There is often just such unwanted familiarity. People are always flying awkwardly into each others’ arms or laps during sudden movement. I once saw a sheepish man inadvertently lift the dress of a woman in front of him with his umbrella, then blush for three stops. One man, drooling a bit, awoke to a smiling crowd smiling entertained by his seat partner, who had been making extraordinary faces as his head dropped to her shoulder..
There is also plenty of improv with challenging partners
“Why do you put so much of that pink stuff on your face?” a lad bluntly asked a woman bearing hours of gaudy fussing. “Do you know you have a very shiny head..” a burly, red-faced man wearing several woolen hats said to the self-conscious-looking guy next to him. He then turned to the cowering car and selected a bulky young man, uneasy in his tan fedora “What are you, a park ranger?”
I’ve reluctantly been cast. I was among those singled out by a man who burst into the Metro car praying and asking individuals if they’d been saved, placing his hand on the heads of those like myself who seemed uncertain.
Then there was the man in the bright mustard sports coat who settled in next to me on my ride home one sunny, upbeat day.
“What’s your favorite color,” he blurted out.
Feeling magnanimous, I decided to chat. “Blue,” I whispered cheerfully, hoping to participate but make the conversation more intimate.

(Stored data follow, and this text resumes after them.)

//! Circuit breaker state machine.
//!
//! State machine: Closed -> Open -> `HalfOpen` -> (Closed | Open)
//!
//! Every transition happens under the per-key mutex. Methods return the
//! [`Transition`] they caused so callers fire hooks and log after the lock
//! is released.

use std::collections::VecDeque;
use std::time::Duration;

use parking_lot::Mutex;
use rampart_core::{CircuitBreakerPolicy, CircuitState};
use tokio::time::Instant;

use super::KeyedRegistry;
use crate::config::CircuitBreakerDefaults;

// ---------------------------------------------------------------------------
// Settings
// ---------------------------------------------------------------------------

/// Resolved thresholds for one circuit key.
#[derive(Debug, Clone, Copy, PartialEq, Eq)]
pub struct CircuitSettings {
    pub failure_threshold: u32,
    pub sampling_window: Duration,
    pub open_duration: Duration,
    pub success_threshold: u32,
}

impl CircuitSettings {
    /// Policy fields override the defaults one by one.
    #[must_use]
    pub fn resolve(policy: Option<&CircuitBreakerPolicy>, defaults: &CircuitBreakerDefaults) -> Self {
        let policy = policy.cloned().unwrap_or_default();
        Self {
            failure_threshold: policy
                .failure_threshold
                .unwrap_or(defaults.failure_threshold)
                .max(1),
            sampling_window: policy
                .sampling_window
                .unwrap_or(Duration::from_millis(defaults.sampling_window_ms)),
            open_duration: policy
                .open_duration
                .unwrap_or(Duration::from_millis(defaults.open_duration_ms)),
            success_threshold: policy
                .success_threshold
                .unwrap_or(defaults.success_threshold)
                .max(1),
        }
    }
}

impl Default for CircuitSettings {
    fn default() -> Self {
        Self::resolve(None, &CircuitBreakerDefaults::default())
    }
}

// ---------------------------------------------------------------------------
// Transition / Admission
// ---------------------------------------------------------------------------

/// A state change caused by one call on [`CircuitBreakerState`].
#[derive(Debug, Clone, Copy, PartialEq, Eq)]
pub struct Transition {
    pub from: CircuitState,
    pub to: CircuitState,
}

/// Outcome of [`CircuitBreakerState::allow_execution`].
#[derive(Debug, Clone, Copy, PartialEq, Eq)]
pub enum Admission {
    /// The call may proceed. Carries the Open -> `HalfOpen` transition when
    /// this admission ended the open period.
    Allowed { transition: Option<Transition> },
    /// The circuit is open; `retry_after` is the remaining open time.
    Rejected { retry_after: Duration },
}

impl Admission {
    #[must_use]
    pub fn is_allowed(&self) -> bool {
        matches!(self, Self::Allowed { .. })
    }
}

/// Point-in-time view of one circuit.
#[derive(Debug, Clone, PartialEq, Eq)]
pub struct CircuitSnapshot {
    pub key: String,
    pub state: CircuitState,
    /// Failures currently inside the sampling window (Closed only).
    pub failure_count: usize,
    pub half_open_successes: u32,
    pub opened_at: Option<Instant>,
}

// ---------------------------------------------------------------------------
// CircuitBreakerState
// ---------------------------------------------------------------------------

#[derive(Debug)]
struct CircuitInner {
    state: CircuitState,
    failures: VecDeque<Instant>,
    opened_at: Option<Instant>,
    half_open_successes: u32,
}

impl CircuitInner {
    fn transition(&mut self, to: CircuitState, now: Instant) -> Transition {
        let from = self.state;
        self.state = to;
        match to {
            CircuitState::Open => {
                self.opened_at = Some(now);
                self.failures.clear();
            }
            CircuitState::HalfOpen => {
                self.half_open_successes = 0;
            }
            CircuitState::Closed => {
                self.opened_at = None;
                self.failures.clear();
                self.half_open_successes = 0;
            }
        }
        Transition { from, to }
    }

    fn prune(&mut self, window: Duration, now: Instant) {
        while let Some(&oldest) = self.failures.front() {
            if now.saturating_duration_since(oldest) > window {
                self.failures.pop_front();
            } else {
                break;
            }
        }
    }
}

/// Circuit state for one key.
#[derive(Debug)]
pub struct CircuitBreakerState {
    key: String,
    settings: CircuitSettings,
    inner: Mutex<CircuitInner>,
}

impl CircuitBreakerState {
    #[must_use]
    pub fn new(key: impl Into<String>, settings: CircuitSettings) -> Self {
        Self {
            key: key.into(),
            settings,
            inner: Mutex::new(CircuitInner {
                state: CircuitState::Closed,
                failures: VecDeque::new(),
                opened_at: None,
                half_open_successes: 0,
            }),
        }
    }

    #[must_use]
    pub fn key(&self) -> &str {
        &self.key
    }

    #[must_use]
    pub fn settings(&self) -> &CircuitSettings {
        &self.settings
    }

    #[must_use]
    pub fn state(&self) -> CircuitState {
        self.inner.lock().state
    }

    /// Decide whether a call may proceed, moving Open -> `HalfOpen` once the
    /// open duration has elapsed.
    pub fn allow_execution(&self) -> Admission {
        self.allow_execution_at(Instant::now())
    }

    /// Count a failed call. Failures are ignored while Open.
    pub fn record_failure(&self) -> Option<Transition> {
        self.record_failure_at(Instant::now())
    }

    /// Count a successful call. Only meaningful while `HalfOpen`.
    pub fn record_success(&self) -> Option<Transition> {
        self.record_success_at(Instant::now())
    }

    /// Force the circuit back to Closed.
    pub fn reset(&self) -> Option<Transition> {
        let mut inner = self.inner.lock();
        if inner.state == CircuitState::Closed {
            inner.failures.clear();
            return None;
        }
        Some(inner.transition(CircuitState::Closed, Instant::now()))
    }

    #[must_use]
    pub fn snapshot(&self) -> CircuitSnapshot {
        let mut inner = self.inner.lock();
        inner.prune(self.settings.sampling_window, Instant::now());
        CircuitSnapshot {
            key: self.key.clone(),
            state: inner.state,
            failure_count: inner.failures.len(),
            half_open_successes: inner.half_open_successes,
            opened_at: inner.opened_at,
        }
    }

    fn allow_execution_at(&self, now: Instant) -> Admission {
        let mut inner = self.inner.lock();
        match inner.state {
            CircuitState::Closed | CircuitState::HalfOpen => Admission::Allowed { transition: None },
            CircuitState::Open => {
                let opened_at = inner.opened_at.unwrap_or(now);
                let reopen_at = opened_at + self.settings.open_duration;
                if now >= reopen_at {
                    let transition = inner.transition(CircuitState::HalfOpen, now);
                    Admission::Allowed {
                        transition: Some(transition),
                    }
                } else {
                    Admission::Rejected {
                        retry_after: reopen_at - now,
                    }
                }
            }
        }
    }

    fn record_failure_at(&self, now: Instant) -> Option<Transition> {
        let mut inner = self.inner.lock();
        match inner.state {
            CircuitState::Closed => {
                inner.prune(self.settings.sampling_window, now);
                inner.failures.push_back(now);
                let threshold = self.settings.failure_threshold as usize;
                (inner.failures.len() >= threshold)
                    .then(|| inner.transition(CircuitState::Open, now))
            }
            CircuitState::HalfOpen => Some(inner.transition(CircuitState::Open, now)),
            CircuitState::Open => None,
        }
    }

    fn record_success_at(&self, now: Instant) -> Option<Transition> {
        let mut inner = self.inner.lock();
        if inner.state != CircuitState::HalfOpen {
            return None;
        }
        inner.half_open_successes += 1;
        (inner.half_open_successes >= self.settings.success_threshold)
            .then(|| inner.transition(CircuitState::Closed, now))
    }
}

// ---------------------------------------------------------------------------
// CircuitBreakerRegistry
// ---------------------------------------------------------------------------

/// Process-wide circuit states keyed by circuit key.
#[derive(Debug, Default)]
pub struct CircuitBreakerRegistry {
    states: KeyedRegistry<CircuitBreakerState>,
}

impl CircuitBreakerRegistry {
    #[must_use]
    pub fn new() -> Self {
        Self::default()
    }

    /// Returns the state for `key`, creating it with `settings` on first use.
    pub fn get_or_create(
        &self,
        key: &str,
        settings: impl FnOnce() -> CircuitSettings,
    ) -> std::sync::Arc<CircuitBreakerState> {
        self.states
            .get_or_insert_with(key, || CircuitBreakerState::new(key, settings()))
    }

    #[must_use]
    pub fn state(&self, key: &str) -> Option<CircuitState> {
        self.states.get(key).map(|s| s.state())
    }

    #[must_use]
    pub fn snapshot(&self, key: &str) -> Option<CircuitSnapshot> {
        self.states.get(key).map(|s| s.snapshot())
    }

    /// Force the circuit for `key` to Closed. Returns `false` for unknown keys.
    pub fn reset(&self, key: &str) -> bool {
        match self.states.get(key) {
            Some(state) => {
                if let Some(transition) = state.reset() {
                    tracing::info!(
                        key,
                        from = %transition.from,
                        to = %transition.to,
                        "circuit reset"
                    );
                }
                true
            }
            None => false,
        }
    }

    #[must_use]
    pub fn keys(&self) -> Vec<String> {
        self.states.keys()
    }
}

// ---------------------------------------------------------------------------
// Tests
// ---------------------------------------------------------------------------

“Blue? Why?” he nearly shouted.
I responded but began to feel less charitable as both the size of the audience and his energy level grew. He asked me how many vegetables are blue and, in fact, whether anything from the earth was blue. I smiled and ignored him. He repeated the queries.
“I don’t know,” I finally muttered.
What?” he asked.
“I don’t know,” I shot back, beginning to recognize that he had me right where he wanted me.
“What?”
I just smirked, which incensed him
“You don’t <ital> really like blue, do you?” he muttered “He doesn’t really like blue, does he?” he asked the growing audience. “So, why did he say he did?”
The chime rang for Takoma and I bowed out five stops early, scowling at the sky.